▸ Work to be completed: Exactly and in full, give the records again.

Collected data
= Beginning of Section =

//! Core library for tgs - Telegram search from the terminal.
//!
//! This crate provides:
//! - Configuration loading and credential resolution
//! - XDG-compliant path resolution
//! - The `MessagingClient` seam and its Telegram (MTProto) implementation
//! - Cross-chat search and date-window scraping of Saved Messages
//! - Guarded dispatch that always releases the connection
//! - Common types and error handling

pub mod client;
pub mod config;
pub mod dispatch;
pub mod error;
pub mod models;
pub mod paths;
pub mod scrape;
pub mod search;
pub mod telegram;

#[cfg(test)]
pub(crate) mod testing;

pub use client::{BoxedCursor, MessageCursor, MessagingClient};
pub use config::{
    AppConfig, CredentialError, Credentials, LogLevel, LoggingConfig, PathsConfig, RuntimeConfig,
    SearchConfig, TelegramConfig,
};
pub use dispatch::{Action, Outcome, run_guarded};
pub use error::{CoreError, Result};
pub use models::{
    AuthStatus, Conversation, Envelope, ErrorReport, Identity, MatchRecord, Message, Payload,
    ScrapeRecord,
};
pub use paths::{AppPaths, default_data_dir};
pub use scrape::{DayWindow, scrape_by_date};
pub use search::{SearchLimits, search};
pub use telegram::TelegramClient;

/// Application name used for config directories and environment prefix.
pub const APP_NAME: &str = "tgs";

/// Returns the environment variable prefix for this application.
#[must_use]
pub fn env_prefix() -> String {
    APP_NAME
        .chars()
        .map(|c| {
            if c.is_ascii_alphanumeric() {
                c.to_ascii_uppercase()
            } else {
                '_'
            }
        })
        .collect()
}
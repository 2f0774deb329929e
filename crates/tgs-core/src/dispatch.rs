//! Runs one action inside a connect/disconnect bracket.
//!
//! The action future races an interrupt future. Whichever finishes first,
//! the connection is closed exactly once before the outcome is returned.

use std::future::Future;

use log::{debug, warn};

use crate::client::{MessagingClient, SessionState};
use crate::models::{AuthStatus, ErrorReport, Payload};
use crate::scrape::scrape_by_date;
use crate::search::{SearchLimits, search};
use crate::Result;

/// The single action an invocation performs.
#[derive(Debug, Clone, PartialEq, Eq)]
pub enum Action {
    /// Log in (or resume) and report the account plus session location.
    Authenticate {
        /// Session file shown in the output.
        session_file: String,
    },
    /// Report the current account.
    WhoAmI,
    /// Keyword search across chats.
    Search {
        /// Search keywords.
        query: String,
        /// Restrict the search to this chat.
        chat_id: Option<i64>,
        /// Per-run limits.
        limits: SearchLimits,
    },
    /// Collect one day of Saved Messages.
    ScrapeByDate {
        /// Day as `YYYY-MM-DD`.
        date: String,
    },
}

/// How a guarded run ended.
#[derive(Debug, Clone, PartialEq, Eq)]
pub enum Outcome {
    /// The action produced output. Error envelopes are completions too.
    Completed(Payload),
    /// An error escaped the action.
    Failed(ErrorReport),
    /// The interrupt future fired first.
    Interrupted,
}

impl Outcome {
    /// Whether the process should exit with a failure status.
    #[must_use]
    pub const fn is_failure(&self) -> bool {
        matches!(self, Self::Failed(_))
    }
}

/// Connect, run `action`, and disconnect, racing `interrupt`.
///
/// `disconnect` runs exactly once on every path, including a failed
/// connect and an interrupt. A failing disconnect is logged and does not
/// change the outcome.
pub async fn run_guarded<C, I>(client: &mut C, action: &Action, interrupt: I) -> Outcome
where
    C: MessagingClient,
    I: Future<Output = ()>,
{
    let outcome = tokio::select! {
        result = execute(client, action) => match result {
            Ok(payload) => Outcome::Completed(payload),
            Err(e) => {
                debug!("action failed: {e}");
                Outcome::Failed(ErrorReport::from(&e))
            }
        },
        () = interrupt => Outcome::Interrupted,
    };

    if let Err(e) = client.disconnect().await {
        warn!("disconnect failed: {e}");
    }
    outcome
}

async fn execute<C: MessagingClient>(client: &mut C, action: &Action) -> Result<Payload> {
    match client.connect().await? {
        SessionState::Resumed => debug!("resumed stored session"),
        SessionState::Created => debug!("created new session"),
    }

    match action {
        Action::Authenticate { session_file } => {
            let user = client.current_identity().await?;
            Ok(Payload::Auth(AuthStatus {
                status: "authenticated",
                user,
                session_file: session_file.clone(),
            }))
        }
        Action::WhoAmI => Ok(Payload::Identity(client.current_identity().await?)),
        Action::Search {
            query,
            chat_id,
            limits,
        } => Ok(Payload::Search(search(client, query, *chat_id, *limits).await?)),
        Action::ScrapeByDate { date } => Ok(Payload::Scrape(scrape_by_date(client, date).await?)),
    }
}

= End of Section =

▸ Task response:
//! Core library for tgs - Telegram search from the terminal.
//!
//! This crate provides:
//! - Configuration loading and credential resolution
//! - XDG-compliant path resolution
//! - The `MessagingClient` seam and its Telegram (MTProto) implementation
//! - Cross-chat search and date-window scraping of Saved Messages
//! - Guarded dispatch that always releases the connection
//! - Common types and error handling

pub mod client;
pub mod config;
pub mod dispatch;
pub mod error;
pub mod models;
pub mod paths;
pub mod scrape;
pub mod search;
pub mod telegram;

#[cfg(test)]
pub(crate) mod testing;

pub use client::{BoxedCursor, MessageCursor, MessagingClient};
pub use config::{
    AppConfig, CredentialError, Credentials, LogLevel, LoggingConfig, PathsConfig, RuntimeConfig,
    SearchConfig, TelegramConfig,
};
pub use dispatch::{Action, Outcome, run_guarded};
pub use error::{CoreError, Result};
pub use models::{
    AuthStatus, Conversation, Envelope, ErrorReport, Identity, MatchRecord, Message, Payload,
    ScrapeRecord,
};
pub use paths::{AppPaths, default_data_dir};
pub use scrape::{DayWindow, scrape_by_date};
pub use search::{SearchLimits, search};
pub use telegram::TelegramClient;

/// Application name used for config directories and environment prefix.
pub const APP_NAME: &str = "tgs";

/// Returns the environment variable prefix for this application.
#[must_use]
pub fn env_prefix() -> String {
    APP_NAME
        .chars()
        .map(|c| {
            if c.is_ascii_alphanumeric() {
                c.to_ascii_uppercase()
            } else {
                '_'
            }
        })
        .collect()
}
repository 2f0774deb329929e
filename crates/tgs-core/src/dispatch.rs
//! Runs one action inside a connect/disconnect bracket.
//!
//! The action future races an interrupt future. Whichever finishes first,
//! the connection is closed exactly once before the outcome is returned.

use std::future::Future;

use log::{debug, warn};

use crate::client::{MessagingClient, SessionState};
use crate::models::{AuthStatus, ErrorReport, Payload};
use crate::scrape::scrape_by_date;
use crate::search::{SearchLimits, search};
use crate::Result;

/// The single action an invocation performs.
#[derive(Debug, Clone, PartialEq, Eq)]
pub enum Action {
    /// Log in (or resume) and report the account plus session location.
    Authenticate {
        /// Session file shown in the output.
        session_file: String,
    },
    /// Report the current account.
    WhoAmI,
    /// Keyword search across chats.
    Search {
        /// Search keywords.
        query: String,
        /// Restrict the search to this chat.
        chat_id: Option<i64>,
        /// Per-run limits.
        limits: SearchLimits,
    },
    /// Collect one day of Saved Messages.
    ScrapeByDate {
        /// Day as `YYYY-MM-DD`.
        date: String,
    },
}

/// How a guarded run ended.
#[derive(Debug, Clone, PartialEq, Eq)]
pub enum Outcome {
    /// The action produced output. Error envelopes are completions too.
    Completed(Payload),
    /// An error escaped the action.
    Failed(ErrorReport),
    /// The interrupt future fired first.
    Interrupted,
}

impl Outcome {
    /// Whether the process should exit with a failure status.
    #[must_use]
    pub const fn is_failure(&self) -> bool {
        matches!(self, Self::Failed(_))
    }
}

/// Connect, run `action`, and disconnect, racing `interrupt`.
///
/// `disconnect` runs exactly once on every path, including a failed
/// connect and an interrupt. A failing disconnect is logged and does not
/// change the outcome.
pub async fn run_guarded<C, I>(client: &mut C, action: &Action, interrupt: I) -> Outcome
where
    C: MessagingClient,
    I: Future<Output = ()>,
{
    let outcome = tokio::select! {
        result = execute(client, action) => match result {
            Ok(payload) => Outcome::Completed(payload),
            Err(e) => {
                debug!("action failed: {e}");
                Outcome::Failed(ErrorReport::from(&e))
            }
        },
        () = interrupt => Outcome::Interrupted,
    };

    if let Err(e) = client.disconnect().await {
        warn!("disconnect failed: {e}");
    }
    outcome
}

async fn execute<C: MessagingClient>(client: &mut C, action: &Action) -> Result<Payload> {
    match client.connect().await? {
        SessionState::Resumed => debug!("resumed stored session"),
        SessionState::Created => debug!("created new session"),
    }

    match action {
        Action::Authenticate { session_file } => {
            let user = client.current_identity().await?;
            Ok(Payload::Auth(AuthStatus {
                status: "authenticated",
                user,
                session_file: session_file.clone(),
            }))
        }
        Action::WhoAmI => Ok(Payload::Identity(client.current_identity().await?)),
        Action::Search {
            query,
            chat_id,
            limits,
        } => Ok(Payload::Search(search(client, query, *chat_id, *limits).await?)),
        Action::ScrapeByDate { date } => Ok(Payload::Scrape(scrape_by_date(client, date).await?)),
    }
}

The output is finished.